With one-on-one support from a professional writer-mentor, the scholarship program is intended for writers working on book-length projects, including a novel, a volume of short stories, or a book of poetry. For more experienced writers, the dialogue is peer-to-peer.
This year, Qadir will work under the guidance of David Bezmozgis, an award-winning writer and filmmaker and the Creative Director of the Humber School for Writers.
“I’m grateful for the opportunity provided by the Humber Scholarship,” says Qadir. “I hope the mentorship will provide much needed guidance in revising what will be my first novel.”

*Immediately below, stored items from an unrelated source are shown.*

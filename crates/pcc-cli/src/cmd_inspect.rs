/// Implementation of `pcc inspect`.
///
/// # Output format
///
/// ```text
/// mesh.ply: binary_little_endian 1.0
/// comment made by scanner
/// element vertex 1024
///   float32 x
///   float32 y
///   float32 z
/// element face 2040
///   list uint8 int32 vertex_indices
/// ```
///
/// With `--json` the same information is printed as one JSON object.
use anyhow::{Context, Result};
use pcc_types::{Header, HeaderLine};
use serde::Serialize;

use crate::InspectArgs;
use crate::stream::{display_name, open_input};

#[derive(Serialize)]
struct HeaderSummary<'a> {
    file: &'a str,
    format: String,
    version: &'a str,
    comments: Vec<&'a str>,
    elements: Vec<ElementSummary<'a>>,
}

#[derive(Serialize)]
struct ElementSummary<'a> {
    name: &'a str,
    count: u64,
    properties: Vec<PropertySummary<'a>>,
}

#[derive(Serialize)]
struct PropertySummary<'a> {
    name: &'a str,
    #[serde(rename = "type")]
    kind: String,
}

impl<'a> HeaderSummary<'a> {
    fn new(file: &'a str, header: &'a Header) -> Self {
        let comments = header
            .lines
            .iter()
            .filter_map(|line| match line {
                HeaderLine::Comment(text) | HeaderLine::ObjInfo(text) => Some(text.as_str()),
                _ => None,
            })
            .collect();
        let elements = header
            .elements
            .iter()
            .map(|element| ElementSummary {
                name: &element.name,
                count: element.count,
                properties: element
                    .properties
                    .iter()
                    .map(|p| PropertySummary {
                        name: &p.name,
                        kind: p.kind.to_string(),
                    })
                    .collect(),
            })
            .collect();
        Self {
            file,
            format: header.encoding.to_string(),
            version: &header.version,
            comments,
            elements,
        }
    }
}

/// Run the `pcc inspect` command.
///
/// # Errors
///
/// Returns an error if the file cannot be opened or its header is not
/// valid PLY.
pub fn run(args: &InspectArgs) -> Result<()> {
    let name = display_name(Some(&args.file));
    let input = open_input(Some(&args.file))?;
    let header =
        pcc_driver::inspect(input, &name).with_context(|| format!("failed to inspect {name}"))?;
    let summary = HeaderSummary::new(&name, &header);

    if args.json {
        println!("{}", serde_json::to_string_pretty(&summary)?);
        return Ok(());
    }

    println!("{}: {} {}", summary.file, summary.format, summary.version);
    for comment in &summary.comments {
        println!("{comment}");
    }
    for element in &summary.elements {
        println!("element {} {}", element.name, element.count);
        for property in &element.properties {
            println!("  {} {}", property.kind, property.name);
        }
    }
    Ok(())
}
use crate::mesh::BoundaryShape;

/// Point-in-solid test used by the containment filter.
///
/// Implementations must handle closed, possibly non-convex triangulated
/// solids. Points exactly on the surface may resolve either way.
pub trait ContainmentOracle: Send + Sync {
    fn contains(&self, shape: &BoundaryShape, point: [f64; 3]) -> bool;
}

/// Rays below this parameter, or nearly parallel to a triangle, do not count.
const RAY_EPSILON: f64 = 1e-12;

/// Three directions that avoid the axes and the diagonals of
/// axis-aligned faces.
const DIRECTIONS: [[f64; 3]; 3] = [
    [1.0, 0.3713, 0.1931],
    [-0.2917, 1.0, 0.4523],
    [0.2113, -0.3571, 1.0],
];

/// Default oracle: bounding-box rejection followed by ray casting.
///
/// ```text
///   point ──▶ outside bounds? ──yes──▶ outside
///                  │ no
///                  ▼
///   for each of 3 skewed rays: count triangle crossings (Möller–Trumbore)
///   odd count = one vote for inside;  ≥ 2 votes ──▶ inside
/// ```
///
/// The vote makes a single ray that grazes an edge or vertex harmless.
#[derive(Clone, Copy, Debug, Default)]
pub struct RayCastOracle;

impl ContainmentOracle for RayCastOracle {
    fn contains(&self, shape: &BoundaryShape, point: [f64; 3]) -> bool {
        if !shape.bounds_contain(point) {
            return false;
        }
        let votes = DIRECTIONS
            .iter()
            .filter(|dir| {
                let crossings = shape
                    .triangle_points()
                    .filter(|[a, b, c]| ray_hits_triangle(point, **dir, *a, *b, *c))
                    .count();
                crossings % 2 == 1
            })
            .count();
        votes >= 2
    }
}

/// Möller–Trumbore ray/triangle intersection, forward hits only.
fn ray_hits_triangle(origin: [f64; 3], dir: [f64; 3], v0: [f64; 3], v1: [f64; 3], v2: [f64; 3]) -> bool {
    let edge1 = sub(v1, v0);
    let edge2 = sub(v2, v0);
    let h = cross(dir, edge2);
    let a = dot(edge1, h);
    if a.abs() < RAY_EPSILON {
        return false;
    }

    let f = 1.0 / a;
    let s = sub(origin, v0);
    let u = f * dot(s, h);
    if !(0.0..=1.0).contains(&u) {
        return false;
    }

    let q = cross(s, edge1);
    let v = f * dot(dir, q);
    if v < 0.0 || u + v > 1.0 {
        return false;
    }

    f * dot(edge2, q) > RAY_EPSILON
}

fn sub(a: [f64; 3], b: [f64; 3]) -> [f64; 3] {
    [a[0] - b[0], a[1] - b[1], a[2] - b[2]]
}

fn dot(a: [f64; 3], b: [f64; 3]) -> f64 {
    a[0] * b[0] + a[1] * b[1] + a[2] * b[2]
}

fn cross(a: [f64; 3], b: [f64; 3]) -> [f64; 3] {
    [
        a[1] * b[2] - a[2] * b[1],
        a[2] * b[0] - a[0] * b[2],
        a[0] * b[1] - a[1] * b[0],
    ]
}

His novel is a fictional account of an Iraqi family living under the American occupation in 2003. The family—four adopted siblings and their adoptive parents—must reckon with the immediate effects of a war and its aftermath, as a world once familiar becomes strange. While it’s still in development, the book’s tentative title is “The Cave of Butterflies”.
Qadir grew up in Darbandikhan in the Kurdistan Region in Iraq. Fearing for his safety, Qadir came to Canada in 2014 and now lives in Vancouver, B.C. on Musqueam, Squamish, and Tsleil-Waututh unceded territories.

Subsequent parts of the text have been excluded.